Peras fritas (fried pears, that's a Dutch metaphor)

06-02-2013 21:40

Dzzjjj-zzjjj-zzjjjj-zjjjunggggg… Oh no. Not “dzzjjung”, is it? Not now. I silence the “it’s-your-own–fault-told-you-so” moaning voice in my head while I try all possible combinations of choke, gear and gas until I can’t remember anymore which ones I tried. Now I flooded the engine for sure. In the meantime I’m talking to my dear friend who I have left standing there workless with it’s front wheel against the curb for a few weeks now, and I beg him to please keep grumbling this time when the starter keeps quiet. I promise that this week we’ll drive a few hours every day. Yes: I’ve planned to leave Cádiz tomorrow to go back to Holland for a little while. By bike. Or, well… Dzzjj-zzjjjungg. With my parents and my brother Koen, who had driven three thousand kilometers to come and pick me up with all my stuff, and who had to have left their apartment tomorrow at ten in the morning. Please? Dzzjjjjungggg… my motorcycle protests heavily, hungry for revenge. It produces a few more dzzjjjj-zzjjj-zzjj’s and then the battery is dead. In Dutch, we have this metaphor saying “someone’s stuck with the fried pears” meaning trouble. I wonder what fried pears would be in Spanish. Peras fritas I guess. Olé.

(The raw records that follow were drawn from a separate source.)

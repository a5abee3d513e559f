//! Server-rendered HTML for the login and predictor pages.

use crate::analytics::{self, TrendPoint};
use crate::model::{Prediction, Tone, MAX_HOURS, MIN_HOURS};
use crate::session::Session;

const CHART_WIDTH: f64 = 560.0;
const CHART_HEIGHT: f64 = 320.0;

const STYLE: &str = r#"
    body { font-family: Arial, sans-serif; max-width: 720px; margin: 40px auto; padding: 20px; }
    body.dark { background-color: #0e1117; color: white; }
    .container { background: #f5f5f5; padding: 25px; border-radius: 10px; }
    body.dark .container { background: #161b22; }
    .form-group { margin: 15px 0; }
    label { display: block; margin-bottom: 5px; font-weight: bold; }
    input { width: 100%; padding: 10px; border: 1px solid #ddd; border-radius: 4px; box-sizing: border-box; }
    button { background: #007bff; color: white; padding: 12px 24px; border: none; border-radius: 4px; cursor: pointer; margin: 5px 0; }
    button:hover { background: #0056b3; }
    .inline { display: inline; }
    .msg { margin: 15px 0; padding: 15px; border-radius: 5px; }
    .success { background: #d4edda; color: #155724; border: 1px solid #c3e6cb; }
    .info { background: #d1ecf1; color: #0c5460; border: 1px solid #bee5eb; }
    .warning { background: #fff3cd; color: #856404; border: 1px solid #ffeaa7; }
    .error { background: #f8d7da; color: #721c24; border: 1px solid #f5c6cb; }
    .progress { background: #ddd; border-radius: 4px; height: 14px; overflow: hidden; }
    .progress > div { background: #28a745; height: 100%; }
    .metrics { display: grid; grid-template-columns: 1fr 1fr 1fr; gap: 15px; margin: 20px 0; }
    .metric { background: white; color: #333; padding: 15px; border-radius: 8px; border-left: 4px solid #007bff; }
    .metric p { font-size: 24px; margin: 0; color: #007bff; }
    svg.trend { max-width: 100%; }
"#;

/// A one-off message shown above the page content.
#[derive(Debug, Clone)]
pub struct Flash {
    pub class: &'static str,
    pub text: String,
}

impl Flash {
    pub fn success(text: impl Into<String>) -> Self {
        Self { class: "success", text: text.into() }
    }

    pub fn error(text: impl Into<String>) -> Self {
        Self { class: "error", text: text.into() }
    }
}

fn tone_class(tone: Tone) -> &'static str {
    match tone {
        Tone::Info => "info",
        Tone::Warning => "warning",
        Tone::Error => "error",
    }
}

pub fn escape_html(raw: &str) -> String {
    let mut out = String::with_capacity(raw.len());
    for c in raw.chars() {
        match c {
            '&' => out.push_str("&amp;"),
            '<' => out.push_str("&lt;"),
            '>' => out.push_str("&gt;"),
            '"' => out.push_str("&quot;"),
            '\'' => out.push_str("&#39;"),
            _ => out.push(c),
        }
    }
    out
}

fn page(title: &str, dark: bool, body: &str) -> String {
    format!(
        r#"<!DOCTYPE html>
<html>
<head>
    <meta charset="utf-8">
    <title>{title}</title>
    <style>{STYLE}</style>
</head>
<body class="{class}">
    <div class="container">
{body}
    </div>
</body>
</html>
"#,
        title = escape_html(title),
        class = if dark { "dark" } else { "" },
    )
}

fn flash_html(flash: Option<&Flash>) -> String {
    flash
        .map(|f| format!(r#"<div class="msg {}">{}</div>"#, f.class, escape_html(&f.text)))
        .unwrap_or_default()
}

pub fn login_page(session: &Session, flash: Option<&Flash>) -> String {
    let body = format!(
        r##"        <h1>🔐 Student Login</h1>
        {flash}
        <form method="post" action="/login">
            <div class="form-group">
                <label for="username">Username</label>
                <input type="text" id="username" name="username">
            </div>
            <div class="form-group">
                <label for="password">Password</label>
                <input type="password" id="password" name="password">
            </div>
            <button type="submit">Login</button>
            <button type="submit" formaction="/register" style="background: #6c757d;">Register</button>
        </form>"##,
        flash = flash_html(flash),
    );
    page("CGPA Predictor - Login", session.dark_mode, &body)
}

fn prediction_html(prediction: &Prediction) -> String {
    let band = prediction.band;
    let celebrate = if band.celebrate() { " 🎈🎈🎈" } else { "" };
    format!(
        r#"<div class="msg success">{headline}</div>
        <div class="msg {tone}">{message}{celebrate}</div>
        <div class="progress"><div style="width: {progress}%"></div></div>"#,
        headline = prediction.headline(),
        tone = tone_class(band.tone()),
        message = band.message(),
        progress = prediction.progress(),
    )
}

pub fn predictor_page(
    session: &Session,
    hours: f64,
    prediction: Option<&Prediction>,
    trend: &[TrendPoint],
    flash: Option<&Flash>,
) -> String {
    let metrics: String = analytics::dashboard()
        .iter()
        .map(|m| {
            format!(
                r#"<div class="metric"><h4>{}</h4><p>{}</p></div>"#,
                m.label, m.value
            )
        })
        .collect();

    let body = format!(
        r##"        <form method="post" action="/theme" class="inline">
            <button type="submit" style="background: #343a40;">🌙 Dark Mode: {theme}</button>
        </form>
        <h1>🎓 CGPA Predictor</h1>
        <p>Welcome <strong>{username}</strong> 👋</p>
        {flash}
        <form method="post" action="/predict">
            <div class="form-group">
                <label for="hours">📚 Study Hours</label>
                <input type="number" id="hours" name="hours" min="{min}" max="{max}" step="0.5" value="{hours}">
            </div>
            <button type="submit">Predict CGPA 🚀</button>
        </form>
        {result}
        <h2>📈 CGPA Trend</h2>
        {chart}
        <p><a href="/trend.csv">Download trend data (CSV)</a></p>
        <h2>📊 Dashboard</h2>
        <div class="metrics">{metrics}</div>
        <form method="post" action="/logout">
            <button type="submit" style="background: #dc3545;">Logout</button>
        </form>"##,
        theme = if session.dark_mode { "On" } else { "Off" },
        username = escape_html(&session.username),
        flash = flash_html(flash),
        min = MIN_HOURS,
        max = MAX_HOURS,
        hours = hours,
        result = prediction.map(prediction_html).unwrap_or_default(),
        chart = analytics::trend_svg(trend, CHART_WIDTH, CHART_HEIGHT),
        metrics = metrics,
    );
    page("CGPA Predictor", session.dark_mode, &body)
}

#[cfg(test)]
mod tests {
    use super::*;
    use crate::model::LinearModel;
    use crate::session::SessionEvent;

    fn logged_in(name: &str) -> Session {
        Session::default().apply(SessionEvent::LoginSucceeded { username: name.to_string() })
    }

    #[test]
    fn escapes_markup() {
        assert_eq!(escape_html(r#"<b>"x" & 'y'</b>"#), "&lt;b&gt;&quot;x&quot; &amp; &#39;y&#39;&lt;/b&gt;");
    }

    #[test]
    fn login_page_shows_flash() {
        let html = login_page(&Session::default(), Some(&Flash::error("Invalid credentials ❌")));
        assert!(html.contains("Student Login"));
        assert!(html.contains(r#"class="msg error""#));
        assert!(html.contains("Invalid credentials"));
    }

    #[test]
    fn predictor_page_renders_result_and_dashboard() {
        let model = LinearModel::new(0.3, 2.0).unwrap();
        let prediction = model.predict_cgpa(10.0);
        let html = predictor_page(
            &logged_in("<alice>"),
            10.0,
            Some(&prediction),
            &analytics::trend(&model),
            None,
        );
        assert!(html.contains("&lt;alice&gt;"));
        assert!(html.contains("Predicted CGPA: 5.00"));
        assert!(html.contains("Can improve"));
        assert!(html.contains(r#"class="msg warning""#));
        assert!(html.contains("Recommended Hours"));
        assert!(html.contains("<polyline"));
    }

    #[test]
    fn dark_mode_sets_body_class() {
        let session = logged_in("bob").apply(SessionEvent::ToggleTheme);
        let html = predictor_page(&session, 0.0, None, &[], None);
        assert!(html.contains(r#"<body class="dark">"#));
        assert!(html.contains("Dark Mode: On"));
    }
}
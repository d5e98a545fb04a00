use serde::{Deserialize, Serialize};

/// Equipment types the benchmark tracker groups results by.
#[derive(Debug, Clone, Copy, PartialEq, Eq, Serialize, Deserialize)]
pub enum EquipmentType {
    Treadmill,
    Strider,
    Rower,
    Bike,
    WeightFloor,
    PowerWalker,
}

impl EquipmentType {
    pub const ALL: &'static [EquipmentType] = &[
        EquipmentType::Treadmill,
        EquipmentType::Strider,
        EquipmentType::Rower,
        EquipmentType::Bike,
        EquipmentType::WeightFloor,
        EquipmentType::PowerWalker,
    ];

    #[must_use]
    pub fn id(self) -> u32 {
        match self {
            EquipmentType::Treadmill => 2,
            EquipmentType::Strider => 3,
            EquipmentType::Rower => 4,
            EquipmentType::Bike => 5,
            EquipmentType::WeightFloor => 6,
            EquipmentType::PowerWalker => 7,
        }
    }

    #[must_use]
    pub fn name(self) -> &'static str {
        match self {
            EquipmentType::Treadmill => "Treadmill",
            EquipmentType::Strider => "Strider",
            EquipmentType::Rower => "Rower",
            EquipmentType::Bike => "Bike",
            EquipmentType::WeightFloor => "WeightFloor",
            EquipmentType::PowerWalker => "PowerWalker",
        }
    }
}

/// Challenge categories the benchmark tracker groups results by.
#[derive(Debug, Clone, Copy, PartialEq, Eq, Serialize, Deserialize)]
pub enum ChallengeCategory {
    Other,
    DriTri,
    MarathonMonth,
    HellWeek,
    Mayhem,
    TwelveDaysOfFitness,
    Transformation,
    RemixInSix,
    Push,
    BackAtIt,
}

impl ChallengeCategory {
    pub const ALL: &'static [ChallengeCategory] = &[
        ChallengeCategory::Other,
        ChallengeCategory::DriTri,
        ChallengeCategory::MarathonMonth,
        ChallengeCategory::HellWeek,
        ChallengeCategory::Mayhem,
        ChallengeCategory::TwelveDaysOfFitness,
        ChallengeCategory::Transformation,
        ChallengeCategory::RemixInSix,
        ChallengeCategory::Push,
        ChallengeCategory::BackAtIt,
    ];

    #[must_use]
    pub fn id(self) -> u32 {
        match self {
            ChallengeCategory::Other => 0,
            ChallengeCategory::DriTri => 2,
            ChallengeCategory::MarathonMonth => 5,
            ChallengeCategory::HellWeek => 52,
            ChallengeCategory::Mayhem => 58,
            ChallengeCategory::TwelveDaysOfFitness => 63,
            ChallengeCategory::Transformation => 64,
            ChallengeCategory::RemixInSix => 65,
            ChallengeCategory::Push => 66,
            ChallengeCategory::BackAtIt => 84,
        }
    }

    #[must_use]
    pub fn name(self) -> &'static str {
        match self {
            ChallengeCategory::Other => "Other",
            ChallengeCategory::DriTri => "DriTri",
            ChallengeCategory::MarathonMonth => "MarathonMonth",
            ChallengeCategory::HellWeek => "HellWeek",
            ChallengeCategory::Mayhem => "Mayhem",
            ChallengeCategory::TwelveDaysOfFitness => "TwelveDaysOfFitness",
            ChallengeCategory::Transformation => "Transformation",
            ChallengeCategory::RemixInSix => "RemixInSix",
            ChallengeCategory::Push => "Push",
            ChallengeCategory::BackAtIt => "BackAtIt",
        }
    }
}

/// Time window for lifetime statistics.
#[derive(Debug, Clone, Copy, PartialEq, Eq, Serialize, Deserialize)]
pub enum StatsWindow {
    AllTime,
    ThisYear,
    ThisMonth,
    ThisWeek,
    LastYear,
    LastMonth,
    LastWeek,
}

impl StatsWindow {
    /// Path segment the stats endpoint expects.
    #[must_use]
    pub fn as_path(self) -> &'static str {
        match self {
            StatsWindow::AllTime => "allTime",
            StatsWindow::ThisYear => "thisYear",
            StatsWindow::ThisMonth => "thisMonth",
            StatsWindow::ThisWeek => "thisWeek",
            StatsWindow::LastYear => "lastYear",
            StatsWindow::LastMonth => "lastMonth",
            StatsWindow::LastWeek => "lastWeek",
        }
    }
}

#[derive(Debug, Clone, Copy, PartialEq, Serialize, Deserialize)]
pub struct GeoPoint {
    pub latitude: f64,
    pub longitude: f64,
}
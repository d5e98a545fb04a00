//! Lambda handlers and proxy-response helpers

pub mod handler;
pub mod hello;
pub mod helpers;

// Re-export the main handler for convenience
pub use handler::{AppState, function_handler as handler, respond};
//! Proxy-response builders shared by the handlers.

use serde_json::{Value, json};

pub const JSON_CONTENT_TYPE: &str = "application/json";

/// Wraps an already-serialized JSON body in a proxy response.
#[must_use]
pub fn json_response(status_code: u16, body: String) -> Value {
    json!({
        "statusCode": status_code,
        "headers": { "content-type": JSON_CONTENT_TYPE },
        "body": body
    })
}

/// Returns a 200 OK response with the given JSON body.
#[must_use]
pub fn ok_json(body: &Value) -> Value {
    json_response(200, body.to_string())
}

/// Returns an error response with the given status code and message.
#[must_use]
pub fn err_response(status_code: u16, message: &str) -> Value {
    json_response(status_code, json!({ "error": message }).to_string())
}

/// Request path from a proxy event, preferring `rawPath` over `path`.
#[must_use]
pub fn request_path(payload: &Value) -> Option<&str> {
    payload
        .get("rawPath")
        .and_then(Value::as_str)
        .or_else(|| payload.get("path").and_then(Value::as_str))
}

                                   

Now I must say that my parents are used to a lot. On my way to Spain I had to pass by the city hall to pick up my passport: just in time (oooh, does it take ten days?). I often stay unexpectedly at someone’s place for a meal or to spend the night, because I mixed up timetables, because I didn’t check the weather forecast, or because I just forget the time. I go shopping or getting gas without money on me and I get lost wherever and whenever I can, but certainly when someone says: “you can’t miss that.” Not on purpose.

In my very first week in Leuven I let someone steal my bag at the swimming pool, at ten o’clock at night, with besides all of my clothes in it, of course, also the only key to my house. So I had to spend the night in a borrowed outfit at a spare bed of a very new acquaintance. I get to work two hours late by bus because I couldn’t find my motorcycle keys; I find them later at an unusual place at home, where I had held them when I decided to go doing something else. Not on purpose. On a holiday in Lisbon I ended up in a flat of an elderly couple because all the hostels turned out to be complete when I arrived, and I asked the trustworthy looking man walking down the street if he had a spare bed somewhere, in a desperate attempt not to end up sleeping at the beach. He had to ring his wife about that first.

So, my parents got to get used to “me” for as far as that’s possible, but they’ll never really get used to it, I know that too. I’m very sure anyway that I didn’t get my recessive worrying-genes from either of them. So when I tell them that the battery must be recharged in a garage and that it will take at least twelve hours, my feeling of guilt is taking so much space that it hardly fits into my little room. Tomorrow morning it will be charged, and then my bike will start without a problem, I assure them, because except for the battery there’s nothing wrong with it… It’s just been standing still for too long. That’s all. Sorry.  

Dzzjjj-zzjjj-zzjjjj-zjjjunggggg… The next morning at about ten. The battery's working again, but besides that, there’s not much life to be detected in the engine at all. After ten minutes of intensive starting attempts, the familiar sound of a refusing mechanism is getting weak again, and we decide to give it a try to push it and start at the same time. While Koen and dad are running behind me, pushing my motorcycle with me on it through the streets of Cádiz, I pretend not to see the amused looks of the people passing by, while I push the start-button a little bit more despairing everytime. Nada. Disappointed we park the motorcycle at it’s place near the front door again. We’ll have to take it to the garage then. Luckily, that’s only two streets away, that isn’t really far to push, now is it? Positive thinking. In the mean time it’s over 30 degrees and the battery is almost dead again.

                                 

Tuesday, says the guy at the garage. It’s thursday now. And if this is an emergency? Still tuesday, he’s busy now. At this point my problem-solving capacity has reached it’s limit and I think that I look so beaten at that very moment that the guy feels obliged to ask me what the problem is. I let the motorcycle do it's dzzzjunnggg and I look at him hopefully. He tries a few things playing with the choke, the gas and the start-button, he does a short inspection and then he points at something. I want to jump for joy and disappear in a hole in the ground at the same time. “Your petrol tap,” he says laconically while he turns the button a quarter, “was switched off”.